[[ Task inputs open ]]
//! Per-backend circuit breaker and retry/backoff (§4.7 backend
//! degradation), grounded on the same rate-limit/backoff shape as the
//! LLM batch executor's `RetryConfig`.

use std::sync::atomic::{AtomicU32, AtomicU64, Ordering};
use std::time::{Duration, Instant};

use tokio::sync::Mutex;
use tokio::time::sleep;
use tracing::{debug, warn};

use crate::error::{Error, ErrorKind, Result};

const FAILURE_THRESHOLD: u32 = 5;
const OPEN_DURATION: Duration = Duration::from_secs(30);
const MAX_ATTEMPTS: u32 = 3;
const BASE_DELAY_MS: u64 = 100;
const BACKOFF_FACTOR: f64 = 4.0;

#[derive(Debug, Clone, Copy, PartialEq, Eq)]
enum State {
    Closed,
    Open,
    HalfOpen,
}

/// Tracks consecutive failures for one backend and opens the circuit
/// after `FAILURE_THRESHOLD` in a row, for `OPEN_DURATION`.
pub struct CircuitBreaker {
    name: String,
    consecutive_failures: AtomicU32,
    opened_at_millis: AtomicU64,
    state: Mutex<State>,
}

impl CircuitBreaker {
    pub fn new(name: impl Into<String>) -> Self {
        Self {
            name: name.into(),
            consecutive_failures: AtomicU32::new(0),
            opened_at_millis: AtomicU64::new(0),
            state: Mutex::new(State::Closed),
        }
    }

    async fn allow(&self) -> bool {
        let mut state = self.state.lock().await;
        match *state {
            State::Closed => true,
            State::Open => {
                let opened_at = self.opened_at_millis.load(Ordering::SeqCst);
                let elapsed_ms = now_millis().saturating_sub(opened_at);
                if elapsed_ms >= OPEN_DURATION.as_millis() as u64 {
                    *state = State::HalfOpen;
                    debug!(backend = %self.name, "circuit breaker half-open, probing");
                    true
                } else {
                    false
                }
            }
            State::HalfOpen => true,
        }
    }

    async fn record_success(&self) {
        self.consecutive_failures.store(0, Ordering::SeqCst);
        let mut state = self.state.lock().await;
        *state = State::Closed;
    }

    async fn record_failure(&self) {
        let failures = self.consecutive_failures.fetch_add(1, Ordering::SeqCst) + 1;
        let mut state = self.state.lock().await;
        if failures >= FAILURE_THRESHOLD || *state == State::HalfOpen {
            *state = State::Open;
            self.opened_at_millis.store(now_millis(), Ordering::SeqCst);
            warn!(backend = %self.name, failures, "circuit breaker opened");
        }
    }

    pub fn is_open(&self) -> bool {
        // Best-effort, non-blocking snapshot for diagnostics; the
        // authoritative check happens in `allow` under the lock.
        self.consecutive_failures.load(Ordering::SeqCst) >= FAILURE_THRESHOLD
    }
}

fn now_millis() -> u64 {
    // Avoids SystemTime::now() so unit tests stay deterministic w.r.t.
    // wall-clock skew; monotonic Instant is captured once at process
    // start and diffed here.
    static START: std::sync::OnceLock<Instant> = std::sync::OnceLock::new();
    let start = *START.get_or_init(Instant::now);
    start.elapsed().as_millis() as u64
}

fn delay_for_attempt(attempt: u32) -> Duration {
    let factor = BACKOFF_FACTOR.max(1.0).powi(attempt as i32);
    Duration::from_millis((BASE_DELAY_MS as f64 * factor).round() as u64)
}

/// Executes `operation` against `breaker`, retrying transient failures
/// up to `MAX_ATTEMPTS` with the 100ms/400ms/1600ms ladder, and short
/// circuiting immediately when the breaker is open. Returns
/// `backend_unavailable` (not a retryable error) when the breaker has
/// tripped, matching §4.7's "degraded backend yields an empty
/// contribution, not a plan failure".
pub async fn call_with_breaker<F, Fut, T>(breaker: &CircuitBreaker, backend_name: &str, mut operation: F) -> Result<T>
where
    F: FnMut() -> Fut,
    Fut: std::future::Future<Output = Result<T>>,
{
    if !breaker.allow().await {
        return Err(Error::backend_unavailable(backend_name, "circuit breaker open"));
    }

    let mut attempt = 0;
    loop {
        match operation().await {
            Ok(value) => {
                breaker.record_success().await;
                return Ok(value);
            }
            Err(err) => {
                let retryable = err.kind() == ErrorKind::BackendTimeout && attempt + 1 < MAX_ATTEMPTS;
                if !retryable {
                    breaker.record_failure().await;
                    return Err(err);
                }
                debug!(backend = %backend_name, attempt, "retrying backend call after transient failure");
                sleep(delay_for_attempt(attempt)).await;
                attempt += 1;
            }
        }
    }
}

#[cfg(test)]
mod tests {
    use super::*;
    use std::sync::atomic::AtomicU32 as Counter;
    use std::sync::Arc;

    #[test]
    fn backoff_ladder_matches_100_400_1600() {
        assert_eq!(delay_for_attempt(0).as_millis(), 100);
        assert_eq!(delay_for_attempt(1).as_millis(), 400);
        assert_eq!(delay_for_attempt(2).as_millis(), 1600);
    }

    #[tokio::test]
    async fn succeeds_without_retry_on_first_try() {
        let breaker = CircuitBreaker::new("vector");
        let result: Result<u32> = call_with_breaker(&breaker, "vector", || async { Ok(42) }).await;
        assert_eq!(result.unwrap(), 42);
    }

    #[tokio::test]
    async fn retries_transient_errors_then_succeeds() {
        let breaker = CircuitBreaker::new("vector");
        let attempts = Arc::new(Counter::new(0));
        let attempts_clone = attempts.clone();
        let result: Result<u32> = call_with_breaker(&breaker, "vector", move || {
            let attempts = attempts_clone.clone();
            async move {
                let count = attempts.fetch_add(1, Ordering::SeqCst);
                if count < 2 {
                    Err(Error::backend_timeout("vector", 500))
                } else {
                    Ok(7)
                }
            }
        })
        .await;
        assert_eq!(result.unwrap(), 7);
        assert_eq!(attempts.load(Ordering::SeqCst), 3);
    }

    #[tokio::test]
    async fn opens_after_five_consecutive_failures() {
        let breaker = CircuitBreaker::new("graph");
        for _ in 0..5 {
            let _: Result<u32> =
                call_with_breaker(&breaker, "graph", || async { Err(Error::backend_unavailable("graph", "down")) }).await;
        }
        assert!(breaker.is_open());
        let result: Result<u32> = call_with_breaker(&breaker, "graph", || async { Ok(1) }).await;
        assert!(result.is_err());
    }

    #[tokio::test]
    async fn permanent_errors_are_not_retried() {
        let breaker = CircuitBreaker::new("keyword");
        let attempts = Arc::new(Counter::new(0));
        let attempts_clone = attempts.clone();
        let result: Result<u32> = call_with_breaker(&breaker, "keyword", move || {
            let attempts = attempts_clone.clone();
            async move {
                attempts.fetch_add(1, Ordering::SeqCst);
                Err(Error::validation("bad query"))
            }
        })
        .await;
        assert!(result.is_err());
        assert_eq!(attempts.load(Ordering::SeqCst), 1);
    }
}
//! Agent Registry: an in-process, immutable-after-startup catalogue of
//! invocable agents, queryable by id or capability tag (§4.6).

use std::collections::{HashMap, HashSet};
use std::sync::Arc;

use async_trait::async_trait;
use serde_json::Value;

use crate::error::{Error, Result};

/// What an agent does when invoked for a step.
#[async_trait]
pub trait AgentHandler: Send + Sync {
    async fn execute(&self, inputs: Value) -> Result<Value>;
}

/// Static metadata about a registered agent.
#[derive(Debug, Clone)]
pub struct AgentDescriptor {
    pub id: String,
    pub name: String,
    pub capabilities: Vec<String>,
    pub needs_database: bool,
    pub needs_external_api: bool,
    pub default_timeout_ms: u64,
}

impl AgentDescriptor {
    pub fn new(id: impl Into<String>, name: impl Into<String>) -> Self {
        Self {
            id: id.into(),
            name: name.into(),
            capabilities: Vec::new(),
            needs_database: false,
            needs_external_api: false,
            default_timeout_ms: 30_000,
        }
    }

    pub fn with_capabilities(mut self, capabilities: impl IntoIterator<Item = impl Into<String>>) -> Self {
        let mut caps: Vec<String> = capabilities.into_iter().map(Into::into).collect();
        caps.sort();
        self.capabilities = caps;
        self
    }

    pub fn with_database(mut self, needs_database: bool) -> Self {
        self.needs_database = needs_database;
        self
    }

    pub fn with_external_api(mut self, needs_external_api: bool) -> Self {
        self.needs_external_api = needs_external_api;
        self
    }

    pub fn with_timeout_ms(mut self, timeout_ms: u64) -> Self {
        self.default_timeout_ms = timeout_ms;
        self
    }
}

struct RegisteredAgent {
    descriptor: AgentDescriptor,
    handler: Arc<dyn AgentHandler>,
}

/// Populated once at startup via [`AgentRegistry::register`]; every
/// lookup thereafter is read-only (§4.6 "immutable thereafter").
#[derive(Default)]
pub struct AgentRegistry {
    agents: HashMap<String, RegisteredAgent>,
    by_capability: HashMap<String, HashSet<String>>,
}

impl AgentRegistry {
    pub fn new() -> Self {
        Self::default()
    }

    pub fn register(&mut self, descriptor: AgentDescriptor, handler: Arc<dyn AgentHandler>) {
        for capability in &descriptor.capabilities {
            self.by_capability
                .entry(capability.clone())
                .or_default()
                .insert(descriptor.id.clone());
        }
        self.agents.insert(
            descriptor.id.clone(),
            RegisteredAgent { descriptor, handler },
        );
    }

    /// Returns `agent_not_found` if `id` isn't registered (§4.6).
    pub fn lookup(&self, id: &str) -> Result<&AgentDescriptor> {
        self.agents
            .get(id)
            .map(|a| &a.descriptor)
            .ok_or_else(|| Error::agent_not_found(id))
    }

    pub fn handler(&self, id: &str) -> Result<Arc<dyn AgentHandler>> {
        self.agents
            .get(id)
            .map(|a| a.handler.clone())
            .ok_or_else(|| Error::agent_not_found(id))
    }

    /// Unknown capabilities return the empty set, never an error (§4.6).
    pub fn by_capability(&self, tag: &str) -> Vec<&AgentDescriptor> {
        self.by_capability
            .get(tag)
            .into_iter()
            .flatten()
            .filter_map(|id| self.agents.get(id).map(|a| &a.descriptor))
            .collect()
    }

    /// All registered agent ids, for health reporting (§4.6 `health()`).
    pub fn health(&self) -> Vec<(String, bool)> {
        self.agents.keys().map(|id| (id.clone(), true)).collect()
    }

    pub fn len(&self) -> usize {
        self.agents.len()
    }

    pub fn is_empty(&self) -> bool {
        self.agents.is_empty()
    }
}
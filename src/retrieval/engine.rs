//! `HybridRetrievalEngine`: the public facade over the per-backend
//! searches, fusion, query expansion and re-ranking (§4.7).

use std::collections::HashMap;
use std::sync::Arc;

use futures::future::join_all;
use tokio::sync::watch;
use tracing::warn;

use crate::config::RetrievalConfig;
use crate::error::Result;
use crate::llm::LLMClient;

use super::backends::BackendRegistry;
use super::circuit::{call_with_breaker, CircuitBreaker};
use super::expansion::expand_query;
use super::fusion::fuse;
use super::rerank::{rerank, RerankMode};
use super::types::{BackendKind, BackendWeights, HybridResult, SearchResult};

const DEFAULT_TOP_K: usize = 10;

/// Ties the reference backends, fusion, query expansion and
/// re-ranking into one facade. `C` is the LLM client used for
/// re-ranking; callers that disable reranking can use any `LLMClient`
/// impl since it is never called in that case.
pub struct HybridRetrievalEngine<C: LLMClient> {
    backends: BackendRegistry,
    llm: Arc<C>,
    breakers: HashMap<BackendKind, CircuitBreaker>,
    config: RetrievalConfig,
}

impl<C: LLMClient> HybridRetrievalEngine<C> {
    pub fn new(backends: BackendRegistry, llm: Arc<C>, config: RetrievalConfig) -> Self {
        let mut breakers = HashMap::new();
        breakers.insert(BackendKind::Vector, CircuitBreaker::new("vector"));
        breakers.insert(BackendKind::Graph, CircuitBreaker::new("graph"));
        breakers.insert(BackendKind::Keyword, CircuitBreaker::new("keyword"));
        Self {
            backends,
            llm,
            breakers,
            config,
        }
    }

    pub async fn vector_search(&self, embedding: &[f32], top_k: usize) -> Vec<SearchResult> {
        let Some(backend) = self.backends.vector.as_ref() else {
            return Vec::new();
        };
        let breaker = &self.breakers[&BackendKind::Vector];
        match call_with_breaker(breaker, "vector", || backend.search(embedding, top_k)).await {
            Ok(results) => results,
            Err(err) => {
                warn!(error = %err, "vector backend degraded");
                Vec::new()
            }
        }
    }

    pub async fn graph_search(&self, query_text: &str, top_k: usize) -> Vec<SearchResult> {
        let Some(backend) = self.backends.graph.as_ref() else {
            return Vec::new();
        };
        let breaker = &self.breakers[&BackendKind::Graph];
        match call_with_breaker(breaker, "graph", || backend.search(query_text, top_k)).await {
            Ok(results) => results,
            Err(err) => {
                warn!(error = %err, "graph backend degraded");
                Vec::new()
            }
        }
    }

    pub async fn keyword_search(&self, query_text: &str, top_k: usize) -> Vec<SearchResult> {
        let Some(backend) = self.backends.relational.as_ref() else {
            return Vec::new();
        };
        let breaker = &self.breakers[&BackendKind::Keyword];
        match call_with_breaker(breaker, "keyword", || backend.search(query_text, top_k)).await {
            Ok(results) => results,
            Err(err) => {
                warn!(error = %err, "keyword backend degraded");
                Vec::new()
            }
        }
    }

    /// Runs whichever backends are present concurrently and fuses the
    /// result. A fully-absent backend set yields an empty result list,
    /// never an error (§4.7).
    pub async fn hybrid_search(&self, query_text: &str, embedding: Option<&[f32]>, weights: &BackendWeights) -> HybridResult {
        let vector_fut = async {
            match embedding {
                Some(emb) => self.vector_search(emb, DEFAULT_TOP_K).await,
                None => Vec::new(),
            }
        };
        let graph_fut = self.graph_search(query_text, DEFAULT_TOP_K);
        let keyword_fut = self.keyword_search(query_text, DEFAULT_TOP_K);

        let (vector_results, graph_results, keyword_results) =
            tokio::join!(vector_fut, graph_fut, keyword_fut);

        let mut all_results = Vec::new();
        all_results.extend(vector_results);
        all_results.extend(graph_results);
        all_results.extend(keyword_results);

        let degraded_backends = self
            .breakers
            .iter()
            .filter(|(_, breaker)| breaker.is_open())
            .map(|(kind, _)| *kind)
            .collect();

        let results = fuse(&all_results, weights, self.config.fusion_strategy);

        HybridResult {
            results,
            strategy: self.config.fusion_strategy,
            degraded_backends,
        }
    }

    /// Executes all `queries` concurrently, stopping early if
    /// `cancel` is closed. `cancel` carries `false` while active and
    /// `true` once cancellation is requested, matching the
    /// cooperative-cancellation idiom used by the Process Executor.
    pub async fn batch_search(
        &self,
        queries: &[String],
        embeddings: &[Option<Vec<f32>>],
        weights: &BackendWeights,
        cancel: &watch::Receiver<bool>,
    ) -> Vec<Option<HybridResult>> {
        let tasks = queries.iter().enumerate().map(|(idx, query)| {
            let embedding = embeddings.get(idx).cloned().flatten();
            let mut cancel = cancel.clone();
            async move {
                if *cancel.borrow() {
                    return None;
                }
                tokio::select! {
                    result = self.hybrid_search(query, embedding.as_deref(), weights) => Some(result),
                    _ = cancel.changed() => None,
                }
            }
        });
        join_all(tasks).await
    }

    pub fn expand_query(&self, query: &str, max: usize) -> Vec<String> {
        if !self.config.expansion_enabled {
            return vec![query.to_string()];
        }
        expand_query(query, max)
    }

    pub async fn rerank(&self, query: &str, docs: Vec<SearchResult>, mode: RerankMode) -> Vec<SearchResult> {
        if !self.config.reranking_enabled {
            return docs;
        }
        rerank(self.llm.as_ref(), query, docs, mode).await
    }
}

#[cfg(test)]
mod tests {
    use super::*;
    use crate::config::RetrievalConfig;
    use crate::llm::{CompletionRequest, CompletionResponse, EmbeddingRequest, EmbeddingResponse, ModelSpec, Provider};
    use async_trait::async_trait;

    struct NullClient;

    #[async_trait]
    impl LLMClient for NullClient {
        async fn complete(&self, _request: CompletionRequest) -> Result<CompletionResponse> {
            Err(crate::error::Error::llm_backend_error("null", "not configured"))
        }
        async fn embed(&self, _request: EmbeddingRequest) -> Result<EmbeddingResponse> {
            Err(crate::error::Error::llm_backend_error("null", "not configured"))
        }
        fn provider(&self) -> Provider {
            Provider::Anthropic
        }
        fn available_models(&self) -> Vec<ModelSpec> {
            Vec::new()
        }
    }

    #[tokio::test]
    async fn absent_backends_yield_empty_results_not_an_error() {
        let engine = HybridRetrievalEngine::new(BackendRegistry::default(), Arc::new(NullClient), RetrievalConfig::default());
        let result = engine.hybrid_search("Bauantrag", None, &BackendWeights::uniform()).await;
        assert!(result.results.is_empty());
    }

    #[tokio::test]
    async fn expand_query_respects_config_toggle() {
        let mut config = RetrievalConfig::default();
        config.expansion_enabled = false;
        let engine = HybridRetrievalEngine::new(BackendRegistry::default(), Arc::new(NullClient), config);
        let expanded = engine.expand_query("antrag", 10);
        assert_eq!(expanded, vec!["antrag".to_string()]);
    }

    #[tokio::test]
    async fn batch_search_runs_all_queries_when_not_cancelled() {
        let engine = HybridRetrievalEngine::new(BackendRegistry::default(), Arc::new(NullClient), RetrievalConfig::default());
        let (_tx, rx) = watch::channel(false);
        let queries = vec!["a".to_string(), "b".to_string()];
        let embeddings = vec![None, None];
        let results = engine.batch_search(&queries, &embeddings, &BackendWeights::uniform(), &rx).await;
        assert_eq!(results.len(), 2);
        assert!(results.iter().all(|r| r.is_some()));
    }

    #[tokio::test]
    async fn batch_search_stops_when_already_cancelled() {
        let engine = HybridRetrievalEngine::new(BackendRegistry::default(), Arc::new(NullClient), RetrievalConfig::default());
        let (tx, rx) = watch::channel(false);
        tx.send(true).unwrap();
        let queries = vec!["a".to_string()];
        let embeddings = vec![None];
        let results = engine.batch_search(&queries, &embeddings, &BackendWeights::uniform(), &rx).await;
        assert!(results[0].is_none());
    }
}
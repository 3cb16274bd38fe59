//! Context Window Manager: tracks per-model context limits and
//! decides an overflow strategy before handing a prompt to the LLM
//! backend (§4.3).

use crate::context::Message;

/// Words-to-tokens approximation. Precision is not required for
/// correctness, only for not over-shooting the window (§4.3) — this
/// is deliberately a rough multiplier, not a tokenizer.
#[derive(Debug, Clone, Copy, PartialEq)]
pub struct TokenEstimator {
    pub tokens_per_char: f64,
}

impl Default for TokenEstimator {
    fn default() -> Self {
        Self {
            tokens_per_char: 0.75,
        }
    }
}

impl TokenEstimator {
    pub fn estimate(&self, text: &str) -> u32 {
        (text.chars().count() as f64 * self.tokens_per_char).ceil() as u32
    }

    fn estimate_messages(&self, messages: &[Message]) -> u32 {
        messages.iter().map(|m| self.estimate(&m.content)).sum()
    }
}

/// The chosen strategy for fitting messages plus a response budget
/// into a model's context window.
#[derive(Debug, Clone, PartialEq)]
pub enum OverflowStrategy {
    AsIs,
    TruncateOldest,
    SummariseTail,
    /// All in-window strategies were exhausted; suggests a smaller
    /// budget for the Response Planner to decide on.
    DegradeModel { suggested_budget: u32 },
}

#[derive(Debug, Clone)]
pub struct FitResult {
    pub strategy: OverflowStrategy,
    pub final_messages: Vec<Message>,
}

const SUMMARY_PLACEHOLDER: &str = "[earlier context summarised]";
/// Messages longer than this are candidates for summarisation in the
/// `summarise_tail` strategy.
const LONG_MESSAGE_CHARS: usize = 2_000;

/// Fits `messages` plus a token `budget` into `context_window` tokens,
/// escalating through (1) dropping oldest non-system messages, (2)
/// replacing long middle messages with a summary placeholder, (3)
/// surfacing `degrade_model` if the first two still don't fit.
pub fn fit(
    messages: &[Message],
    budget: u32,
    context_window: u32,
    estimator: &TokenEstimator,
) -> FitResult {
    if estimator.estimate_messages(messages) + budget <= context_window {
        return FitResult {
            strategy: OverflowStrategy::AsIs,
            final_messages: messages.to_vec(),
        };
    }

    let mut truncated = messages.to_vec();
    while estimator.estimate_messages(&truncated) + budget > context_window {
        let drop_index = truncated
            .iter()
            .position(|m| m.role != crate::context::Role::System);
        match drop_index {
            Some(idx) => {
                truncated.remove(idx);
            }
            None => break,
        }
    }
    if estimator.estimate_messages(&truncated) + budget <= context_window {
        return FitResult {
            strategy: OverflowStrategy::TruncateOldest,
            final_messages: truncated,
        };
    }

    let mut summarised = truncated.clone();
    for message in summarised.iter_mut() {
        if message.content.len() > LONG_MESSAGE_CHARS {
            message.content = SUMMARY_PLACEHOLDER.to_string();
        }
    }
    if estimator.estimate_messages(&summarised) + budget <= context_window {
        return FitResult {
            strategy: OverflowStrategy::SummariseTail,
            final_messages: summarised,
        };
    }

    let used = estimator.estimate_messages(&summarised);
    let suggested_budget = context_window.saturating_sub(used).max(crate::budget::MIN_BUDGET);
    FitResult {
        strategy: OverflowStrategy::DegradeModel { suggested_budget },
        final_messages: summarised,
    }
}

#[cfg(test)]
mod tests {
    use super::*;
    use crate::context::Message;

    #[test]
    fn small_conversation_fits_as_is() {
        let messages = vec![Message::user("Hallo"), Message::assistant("Hi!")];
        let result = fit(&messages, 500, 200_000, &TokenEstimator::default());
        assert_eq!(result.strategy, OverflowStrategy::AsIs);
        assert_eq!(result.final_messages.len(), 2);
    }

    #[test]
    fn oversized_history_drops_oldest_first() {
        let estimator = TokenEstimator::default();
        let mut messages = vec![Message::system("system prompt")];
        for i in 0..50 {
            messages.push(Message::user(format!("message number {i} with some padding text")));
        }
        let result = fit(&messages, 100, 400, &estimator);
        assert_eq!(result.strategy, OverflowStrategy::TruncateOldest);
        assert!(result.final_messages.iter().any(|m| m.role == crate::context::Role::System));
        assert!(result.final_messages.len() < messages.len());
    }

    #[test]
    fn extremely_tight_window_degrades_model() {
        let estimator = TokenEstimator::default();
        let messages = vec![Message::user("x".repeat(10_000))];
        let result = fit(&messages, 5_000, 1_000, &estimator);
        match result.strategy {
            OverflowStrategy::DegradeModel { suggested_budget } => {
                assert!(suggested_budget >= crate::budget::MIN_BUDGET);
            }
            other => panic!("expected degrade_model, got {other:?}"),
        }
    }

    #[test]
    fn system_messages_are_never_dropped() {
        let estimator = TokenEstimator::default();
        let mut messages = vec![Message::system("keep me")];
        for i in 0..20 {
            messages.push(Message::user(format!("filler {i}").repeat(50)));
        }
        let result = fit(&messages, 10, 200, &estimator);
        assert!(result
            .final_messages
            .iter()
            .any(|m| m.role == crate::context::Role::System));
    }
}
[[ Task inputs closed ]]
▶ **What to work on**
Would you please work out how many lines of the data hold "that"? Reply with the number alone.

▶ **Exercise solution**
2